There were two basic tracks you could take in The Game of Life. The short route took you straight from high school to a tricked-out plastic convertible. It was the Milton Bradley* approximation of drug dealing, with as many pitfalls along the way. The long route required more spins of the wheel to get you to the American Dream – a frothy concoction of spouse, children, college, home in the suburbs, career, and all the play money you can stuff in a suitcase – but it was worth it, because hard work, grinding your way down the Road of Life without ever dreaming of skipping ahead three spaces, is the way to get what you want in America. And not drug dealing. And certainly not spending your rainy Saturday afternoons playing a silly board game when you could be inventing The Twitter or something.
I bring this up in the context of trading cards because just like in The Game Of Life, in the Life of Game are two tracks pro athletes can take to get to the soft plastic convertible of their dreams.

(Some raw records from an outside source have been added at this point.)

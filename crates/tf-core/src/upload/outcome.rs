use super::{UploadError, UploadKind};

/// A rendered QR code for the shareable link.
#[derive(Debug, Clone, PartialEq, Eq)]
pub enum QrPayload {
    /// Locally rendered PNG, `data:image/png;base64,...`.
    DataUrl(String),
    /// Image served by a third-party rendering endpoint.
    RemoteUrl(String),
    /// Unicode block rendering, printable in a terminal.
    Text(String),
}

/// Everything the presentation layer needs after a successful upload.
#[derive(Debug, Clone, PartialEq, Eq)]
pub struct UploadReceipt {
    pub link: String,
    pub qr: Option<QrPayload>,
    pub file_name: String,
    pub size_bytes: u64,
    pub kind: UploadKind,
    /// `false` when writing the link back to the clipboard failed or was disabled.
    pub copied_to_clipboard: bool,
}

/// Terminal state of one pipeline run.
#[derive(Debug, Clone, PartialEq, Eq)]
pub enum UploadOutcome {
    Success(UploadReceipt),
    Failure(UploadError),
    Cancelled,
}

impl UploadOutcome {
    pub fn is_success(&self) -> bool {
        matches!(self, UploadOutcome::Success(_))
    }

    pub fn is_cancelled(&self) -> bool {
        matches!(self, UploadOutcome::Cancelled)
    }

    pub fn receipt(&self) -> Option<&UploadReceipt> {
        match self {
            UploadOutcome::Success(receipt) => Some(receipt),
            _ => None,
        }
    }

    pub fn link(&self) -> Option<&str> {
        self.receipt().map(|receipt| receipt.link.as_str())
    }

    pub fn error(&self) -> Option<&UploadError> {
        match self {
            UploadOutcome::Failure(err) => Some(err),
            _ => None,
        }
    }
}

/// Progress of an outstanding run, for status displays.
#[derive(Debug, Clone, PartialEq, Eq, Default)]
pub enum UploadStage {
    #[default]
    Idle,
    CheckingClipboard,
    Uploading {
        name: String,
        size_bytes: u64,
        kind: UploadKind,
    },
    Succeeded,
    Failed,
}

impl UploadStage {
    pub fn status_text(&self) -> String {
        match self {
            UploadStage::Idle => "Initializing...".to_string(),
            UploadStage::CheckingClipboard => "Checking clipboard...".to_string(),
            UploadStage::Uploading {
                kind: UploadKind::Snippet,
                ..
            } => "Uploading text snippet...".to_string(),
            UploadStage::Uploading { name, .. } => format!("Uploading \"{name}\"..."),
            UploadStage::Succeeded => "Successfully Uploaded!".to_string(),
            UploadStage::Failed => "Failed".to_string(),
        }
    }
}
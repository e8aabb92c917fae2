//! Business logic use cases
//!
//! ClipboardPort ──► UploadClipboard ──► UploadTransportPort
//!                        │
//!                        └──► clipboard write-back, QR, notification

pub mod upload_clipboard;

pub use upload_clipboard::UploadClipboard;
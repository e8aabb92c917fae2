use crate::upload::UploadStage;

/// Receives stage changes of an outstanding run.
pub trait UploadProgressPort: Send + Sync {
    fn report(&self, stage: &UploadStage);
}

The fast track is the football-basketball track, where players spend several months between high school and the pros in a licensed-apparel-merchandising operation called “college.” The roundabout path is the hockey-baseball track, where smooth-faced boys are sent on a hobbit-like quest that routes them through Visalia and Wilkes-Barre and spits them out at the other end pot-bellied and scarred and looking like a degenerate Bob Probert (who you probably always thought of as the degenerate model).
Because of that maybe we owe Little Sun a debt of gratitude for its two years of high-school baseball prospects sets. Without them, how would we know that major-league malcontent Tyler Houston, instead of sporting a Pal Smurch autograph-model sneer, once sported … well, a high-school-level sneer? Or that the most famous denizen of the Little Sun high-school-prospects sets, Manny Ramirez, once wore clothes that fit and did not have hair that could double as an abacus?

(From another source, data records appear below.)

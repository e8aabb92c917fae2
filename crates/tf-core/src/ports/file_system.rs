use std::path::Path;

use anyhow::Result;
use async_trait::async_trait;
use bytes::Bytes;

#[derive(Debug, Clone, Copy, PartialEq, Eq)]
pub struct FileStat {
    pub is_dir: bool,
    pub size_bytes: u64,
}

/// Local filesystem access needed by the file branch of an upload.
#[async_trait]
pub trait FileSystemPort: Send + Sync {
    /// `false` when the path is missing or cannot be checked.
    async fn exists(&self, path: &Path) -> bool;

    async fn stat(&self, path: &Path) -> Result<FileStat>;

    async fn read_all(&self, path: &Path) -> Result<Bytes>;
}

Ramirez is the biggest name in these sets, but there are others. Ryan Klesko was a free-swinging free spirit who got old overnight and wound down his career in San Diego, in a park worse than Yosemite for his left-handed power stroke. Cliff Floyd had a long, decent career and a well-earned rep as a nice guy, but injuries turned him into John Mayberry Lite instead of Manny minus his 150-car freight train of baggage. Mike Sweeney hit almost .300 over a 15-year career as a DH and pinch-hitter, but had the misfortune to spend most of that career with teams worse than a Mitt Romney attack ad. Benji Gil took the good-field/no-hit shortstop paradigm in a whole ‘nother direction with a swing borrowed from Billy Ashley. Jimmy Haynes and Shawn Estes sported great arms and less feel for pitching than Newt Gingrich has for nuance. Andy Fox hung around the majors for 15 years, and I have no idea why. Maybe it’s because his name was so short that GMs glanced right over it on cutdown day, never realizing until June that their 25-man roster actually contained 26 players. Not that it mattered.
That’s the point – actually, two points. The points are that in the overheated atmosphere of the trading-card universe circa 1989 people went gaga over the first Bo Dodson card, and that learned baseball people didn’t immediately peg Bo Dodson as just another slow-swinging, heavy-legged first baseman who actually played Bat, and played it no better than scores of others who could play other positions besides.
In Little Sun’s defense, 1989 was a crapshoot year for major-league talent. Tyler Houston went second overall in ’89, right after Ben McDonald; Frank Thomas went seventh. Mo Vaughn went 23rd, in between Tom Goodwin and Alan Zinter. The first round was conspicuously short on all-around players; it favored the freaks, the guys with one preternaturally immense foot of a skill, whether it was throwing a fastball (Jeff Juden, Kiki Jones), hitting with power (Cunningham, Thomas and Vaughn), running the bases (Goodwin), or catching the ball (Charles Johnson, Brent Mayne). It was a decent year for setup guys and backup catchers. By contrast, the 1990 draft was about the all-arounders, led by Chipper Jones. These things go in cycles, but the 1989-90 cycles were more violent than Tie Domi on Five-Hour Energy. With both legs covered in poison ivy.
People who bought the Little Sun high-school-prospects sets were the ultimate betters-on-the-come of their day. They were laying a smallish sum of money on the possibility that one player out of 25 or so would hit the big time, and create a collectible worth far more than the price of entry.
They almost got it right. One of the players in one of the two sets posted Hall of Fame-worthy numbers, pharmaceuticals notwithstanding. At last glance, the Little Sun Ramirez was going for around $10, and the rest of the set was fetching a couple of bucks. The combined value of all the cards about equals the set’s issue price, meaning that 20 years of investing and hoarding and waiting and hoping and leafing through college brochures has generated a net return of nil.
That’s not bad for the card business, but remember: Your results may vary. That’s life. And life is not a game. Or a breakfast cereal.
*Milton Bradley the game manufacturer, not Milton Bradley the malcontent. They’re easy to tell apart: One is all about games, and the other wants nothing to do with games. Neither has had anything to do with drug dealing, as far as we can tell. And we’ll leave it at that.